Let’s talk hair-replacement therapy. No, I’m not talking about premature baldness, Rogaine or Hair Club for Men. I’m talking about the 15,000 hair-like cells we have in each cochlea at birth that are responsible for translating sound waves from the ear drum into electrical signals the brain can decode as speech, music, a baby crying and all other sounds. When these cells die due to natural aging processes, trauma, or exposure to too much noise or otoxic drugs, we experience sensorineurial hearing loss, the most common form of hearing impairment.
Human cochlear hair cells don’t regenerate, but a few years ago scientists discovered that they do in birds. Now stem-cell gene researchers are looking for ways to make the hair grow back in humans, too, which could be a potent cure for the most common form of hearing loss. Last year, California voters approved $3 billion in funding for stem-cell research, bucking the President’s go-slow approach and instantly making their state a magnet for the world’s best stem-cell researchers. This week, Stanford University scored a huge recruiting coup when it stole from Harvard Dr. Stefan Heller, a world-leading researcher investigating stem-cell enabled regeneration of “hearing hair.”

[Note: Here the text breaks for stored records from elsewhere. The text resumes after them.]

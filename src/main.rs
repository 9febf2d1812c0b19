use anyhow::Context;
use clap::Parser;
use std::sync::Arc;
use std::time::Duration;
use tracing::info;
use tracing_subscriber::EnvFilter;
use webrtc_room::webrtc::WebRTCPeerFactory;
use webrtc_room::{Config, LogNotifier, RoomSession, StaticMediaSource};

/// Join a mesh video call and stay in it until Ctrl-C.
#[derive(Parser, Debug)]
#[command(name = "webrtc-room", version)]
struct Args {
    /// Relay base address, e.g. ws://127.0.0.1:8000
    #[arg(long, env = "WEBRTC_ROOM_SERVER", default_value = "ws://127.0.0.1:8000")]
    server: String,

    /// Room to join
    #[arg(long)]
    room: String,

    /// STUN/TURN server URL; repeat for several. Defaults to Google's public STUN.
    #[arg(long = "stun")]
    stun: Vec<String>,

    #[arg(long)]
    no_video: bool,

    #[arg(long)]
    no_audio: bool,

    #[arg(long, default_value_t = 10)]
    connect_timeout_secs: u64,
}

impl Args {
    fn into_config(self) -> (String, Config) {
        let mut config = Config {
            server_url: self.server,
            connect_timeout: Duration::from_secs(self.connect_timeout_secs),
            audio: !self.no_audio,
            video: !self.no_video,
            ..Default::default()
        };
        if !self.stun.is_empty() {
            config.ice_servers = self.stun;
        }
        (self.room, config)
    }
}

#[tokio::main]
async fn main() -> anyhow::Result<()> {
    tracing_subscriber::fmt()
        .with_env_filter(
            EnvFilter::try_from_default_env().unwrap_or_else(|_| EnvFilter::new("info")),
        )
        .init();

    let (room_id, config) = Args::parse().into_config();

    let factory = WebRTCPeerFactory::new(&config.ice_servers)
        .context("failed to initialise the WebRTC stack")?;
    let media = StaticMediaSource {
        audio: config.audio,
        video: config.video,
    };

    let mut session = RoomSession::start(
        &room_id,
        config,
        &media,
        Arc::new(factory),
        Arc::new(LogNotifier),
    )
    .await
    .with_context(|| format!("failed to join room {}", room_id))?;

    let mut status = session.status();
    tokio::spawn(async move {
        while status.changed().await.is_ok() {
            let current = status.borrow_and_update().clone();
            info!(
                state = %current.state,
                channel_open = current.channel_open,
                peers = current.peers,
                participants = current.participants,
                "Room status"
            );
        }
    });

    tokio::signal::ctrl_c()
        .await
        .context("failed to listen for Ctrl-C")?;
    if let Ok(participants) = session.participants().await {
        for (participant, stream) in participants {
            info!(
                participant = %participant.id,
                media_state = ?participant.media_state,
                tracks = stream.map_or(0, |s| s.tracks.len()),
                "Participant still in room"
            );
        }
    }
    info!(room = %session.room_id(), "Leaving room");
    session.end().await;
    Ok(())
}
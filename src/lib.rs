//! Multi-party mesh video calls: one peer connection per remote participant,
//! brokered through a room-scoped WebSocket relay.

pub mod config;
pub mod connection;
pub mod error;
pub mod media;
pub mod negotiation;
pub mod notify;
pub mod peer;
pub mod room;
pub mod signaling;
pub mod webrtc;

#[cfg(test)]
mod testing;

pub use config::Config;
pub use connection::{ConnectionMonitor, ConnectionState, ConnectionStatus};
pub use error::{AppError, Result};
pub use media::{LocalSession, LocalStream, MediaKind, MediaSource, StaticMediaSource};
pub use notify::{LogNotifier, Notifier, Severity};
pub use peer::{PeerConnectionFactory, PeerTransport};
pub use room::{Participant, RemoteStream, RoomSession};
pub use signaling::{SignalingClient, SignalingMessage};
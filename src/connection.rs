use serde::{Deserialize, Serialize};
use std::fmt;
use std::sync::Arc;
use tokio::sync::watch;
use webrtc::peer_connection::peer_connection_state::RTCPeerConnectionState;
use webrtc::peer_connection::signaling_state::RTCSignalingState;

/// Aggregate state of the call across all peers.
#[derive(Debug, Clone, Copy, PartialEq, Eq, Serialize, Deserialize)]
#[serde(rename_all = "lowercase")]
pub enum ConnectionState {
    New,
    Connecting,
    Connected,
    Disconnected,
    Failed,
}

impl fmt::Display for ConnectionState {
    fn fmt(&self, f: &mut fmt::Formatter<'_>) -> fmt::Result {
        match self {
            ConnectionState::New => write!(f, "new"),
            ConnectionState::Connecting => write!(f, "connecting"),
            ConnectionState::Connected => write!(f, "connected"),
            ConnectionState::Disconnected => write!(f, "disconnected"),
            ConnectionState::Failed => write!(f, "failed"),
        }
    }
}

/// Connection state of a single peer connection.
#[derive(Debug, Clone, Copy, PartialEq, Eq)]
pub enum PeerState {
    New,
    Connecting,
    Connected,
    Disconnected,
    Failed,
    Closed,
}

impl From<RTCPeerConnectionState> for PeerState {
    fn from(state: RTCPeerConnectionState) -> Self {
        match state {
            RTCPeerConnectionState::Connecting => PeerState::Connecting,
            RTCPeerConnectionState::Connected => PeerState::Connected,
            RTCPeerConnectionState::Disconnected => PeerState::Disconnected,
            RTCPeerConnectionState::Failed => PeerState::Failed,
            RTCPeerConnectionState::Closed => PeerState::Closed,
            _ => PeerState::New,
        }
    }
}

/// Negotiation stage of the underlying peer connection.
#[derive(Debug, Clone, Copy, PartialEq, Eq)]
pub enum SignalingStage {
    Stable,
    HaveLocalOffer,
    HaveRemoteOffer,
    HaveLocalPranswer,
    HaveRemotePranswer,
    Closed,
}

impl fmt::Display for SignalingStage {
    fn fmt(&self, f: &mut fmt::Formatter<'_>) -> fmt::Result {
        match self {
            SignalingStage::Stable => write!(f, "stable"),
            SignalingStage::HaveLocalOffer => write!(f, "have-local-offer"),
            SignalingStage::HaveRemoteOffer => write!(f, "have-remote-offer"),
            SignalingStage::HaveLocalPranswer => write!(f, "have-local-pranswer"),
            SignalingStage::HaveRemotePranswer => write!(f, "have-remote-pranswer"),
            SignalingStage::Closed => write!(f, "closed"),
        }
    }
}

impl From<RTCSignalingState> for SignalingStage {
    fn from(state: RTCSignalingState) -> Self {
        match state {
            RTCSignalingState::HaveLocalOffer => SignalingStage::HaveLocalOffer,
            RTCSignalingState::HaveRemoteOffer => SignalingStage::HaveRemoteOffer,
            RTCSignalingState::HaveLocalPranswer => SignalingStage::HaveLocalPranswer,
            RTCSignalingState::HaveRemotePranswer => SignalingStage::HaveRemotePranswer,
            RTCSignalingState::Closed => SignalingStage::Closed,
            _ => SignalingStage::Stable,
        }
    }
}

#[derive(Debug, Clone, PartialEq, Eq)]
pub struct ConnectionStatus {
    pub state: ConnectionState,
    pub channel_open: bool,
    pub peers: usize,
    pub participants: usize,
}

impl Default for ConnectionStatus {
    fn default() -> Self {
        Self {
            state: ConnectionState::New,
            channel_open: false,
            peers: 0,
            participants: 0,
        }
    }
}

/// Publishes the room's [`ConnectionStatus`] to any number of observers.
#[derive(Clone)]
pub struct ConnectionMonitor {
    status: Arc<watch::Sender<ConnectionStatus>>,
    receiver: watch::Receiver<ConnectionStatus>,
}

impl Default for ConnectionMonitor {
    fn default() -> Self {
        Self::new()
    }
}

impl ConnectionMonitor {
    pub fn new() -> Self {
        let (status, receiver) = watch::channel(ConnectionStatus::default());
        Self {
            status: Arc::new(status),
            receiver,
        }
    }

    pub fn state(&self) -> ConnectionState {
        self.receiver.borrow().state
    }

    pub fn update_state(&self, state: ConnectionState) {
        self.status.send_if_modified(|status| {
            let changed = status.state != state;
            status.state = state;
            changed
        });
    }

    pub fn set_channel_open(&self, open: bool) {
        self.status.send_if_modified(|status| {
            let changed = status.channel_open != open;
            status.channel_open = open;
            changed
        });
    }

    pub fn update_counts(&self, peers: usize, participants: usize) {
        self.status.send_if_modified(|status| {
            let changed = status.peers != peers || status.participants != participants;
            status.peers = peers;
            status.participants = participants;
            changed
        });
    }

    pub fn reset(&self) {
        self.status.send_replace(ConnectionStatus::default());
    }

    pub fn subscribe(&self) -> watch::Receiver<ConnectionStatus> {
        self.receiver.clone()
    }
}

#[cfg(test)]
mod tests {
    use super::*;

    #[test]
    fn maps_webrtc_states() {
        assert_eq!(
            SignalingStage::from(RTCSignalingState::HaveLocalOffer),
            SignalingStage::HaveLocalOffer
        );
        assert_eq!(SignalingStage::from(RTCSignalingState::Stable), SignalingStage::Stable);
        assert_eq!(
            PeerState::from(RTCPeerConnectionState::Failed),
            PeerState::Failed
        );
        assert_eq!(SignalingStage::HaveLocalOffer.to_string(), "have-local-offer");
    }

    #[tokio::test]
    async fn subscribers_see_state_changes() {
        let monitor = ConnectionMonitor::new();
        let mut rx = monitor.subscribe();

        monitor.update_state(ConnectionState::Connected);
        rx.changed().await.unwrap();
        assert_eq!(rx.borrow().state, ConnectionState::Connected);

        monitor.update_counts(2, 3);
        monitor.reset();
        assert_eq!(*rx.borrow_and_update(), ConnectionStatus::default());
    }
}
//! User-visible notification sink.

use std::time::Duration;
use tracing::{error, info, warn};

#[derive(Debug, Clone, Copy, PartialEq, Eq)]
pub enum Severity {
    Info,
    Success,
    Warning,
    Error,
}

/// Receives `(message, severity, duration)` toasts destined for the user.
pub trait Notifier: Send + Sync {
    fn notify(&self, message: &str, severity: Severity, duration: Duration);
}

/// Writes notifications to the log; used when no UI is attached.
#[derive(Debug, Default, Clone, Copy)]
pub struct LogNotifier;

impl Notifier for LogNotifier {
    fn notify(&self, message: &str, severity: Severity, duration: Duration) {
        let duration_ms = duration.as_millis() as u64;
        match severity {
            Severity::Info | Severity::Success => info!(duration_ms, "{}", message),
            Severity::Warning => warn!(duration_ms, "{}", message),
            Severity::Error => error!(duration_ms, "{}", message),
        }
    }
}
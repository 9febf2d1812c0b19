use std::time::Duration;
use thiserror::Error;
use tokio_tungstenite::tungstenite::Error as WsError;
use webrtc::Error as WebRTCError;

/// Local capture could not be started.
#[derive(Debug, Clone, Copy, PartialEq, Eq, Error)]
pub enum MediaAcquisitionError {
    #[error("Camera and microphone access denied. Please allow permissions and try again.")]
    PermissionDenied,
    #[error("No camera or microphone found on this device.")]
    DeviceNotFound,
    #[error("Camera or microphone is already in use by another application.")]
    DeviceBusy,
}

/// The signaling channel never reached the open state.
#[derive(Debug, Error)]
pub enum ConnectError {
    #[error("invalid relay address: {0}")]
    InvalidUrl(String),
    #[error("no open acknowledgment within {0:?}")]
    Timeout(Duration),
    #[error("WebSocket error: {0}")]
    Transport(#[from] WsError),
}

/// A peer-connection capability could not be instantiated for one participant.
#[derive(Debug, Error)]
pub enum CreationError {
    #[error("WebRTC error: {0}")]
    WebRTC(#[from] WebRTCError),
    #[error("{0}")]
    Other(String),
}

/// Offer/answer creation or description application failed.
#[derive(Debug, Error)]
pub enum NegotiationError {
    #[error("WebRTC error: {0}")]
    WebRTC(#[from] WebRTCError),
    #[error("invalid session description: {0}")]
    InvalidDescription(String),
    #[error("no local description after applying {0}")]
    MissingLocalDescription(&'static str),
    #[error("{0}")]
    Other(String),
}

/// An inbound message the current signaling stage cannot accept.
///
/// These are never propagated; the dispatcher logs them and moves on.
#[derive(Debug, Clone, PartialEq, Eq, Error)]
pub enum ProtocolViolation {
    #[error("{kind} without a sender")]
    MissingSender { kind: &'static str },
    #[error("{kind} from {participant}: no peer connection")]
    UnknownPeer {
        kind: &'static str,
        participant: String,
    },
    #[error("{kind} from {participant} in signaling stage {stage}")]
    UnexpectedStage {
        kind: &'static str,
        participant: String,
        stage: String,
    },
    #[error("ICE candidate from {participant}: no remote description set")]
    NoRemoteDescription { participant: String },
    #[error("already negotiating with {participant}")]
    NegotiationInProgress { participant: String },
}

#[derive(Debug, Error)]
pub enum AppError {
    #[error(transparent)]
    Media(#[from] MediaAcquisitionError),
    #[error("signaling connection failed: {0}")]
    Connect(#[from] ConnectError),
    #[error("session is not running")]
    SessionClosed,
}

pub type Result<T> = std::result::Result<T, AppError>;

#[cfg(test)]
mod tests {
    use super::*;

    #[test]
    fn media_errors_carry_user_facing_text() {
        assert_eq!(
            MediaAcquisitionError::DeviceBusy.to_string(),
            "Camera or microphone is already in use by another application."
        );
        let err: AppError = MediaAcquisitionError::DeviceNotFound.into();
        assert_eq!(err.to_string(), "No camera or microphone found on this device.");
    }

    #[test]
    fn connect_timeout_reports_interval() {
        let err: AppError = ConnectError::Timeout(Duration::from_secs(10)).into();
        assert_eq!(
            err.to_string(),
            "signaling connection failed: no open acknowledgment within 10s"
        );
    }
}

Heller, PhD and associate professor of otolaryngology at Harvard Medical School, will join the Stanford Institute for Cancer/Stem Cell Biology and Medicine. Heller made headlines the year before last when he published research on an experiment successfully transplanting embryonic hair cells from a mouse into a live chicken embryo, which started growing both chicken and mouse cochlear hair cells. So we should keep an eye on the Golden State for further developments. Heller says a cure for human hearing loss is many years away, but he gives us all some room for hope in an article he wrote last winter for Hearing Health magazine: “With patience and determination, I hope to reach my personal goal, which is to witness a reliable and safe cure for hearing loss during my lifetime.”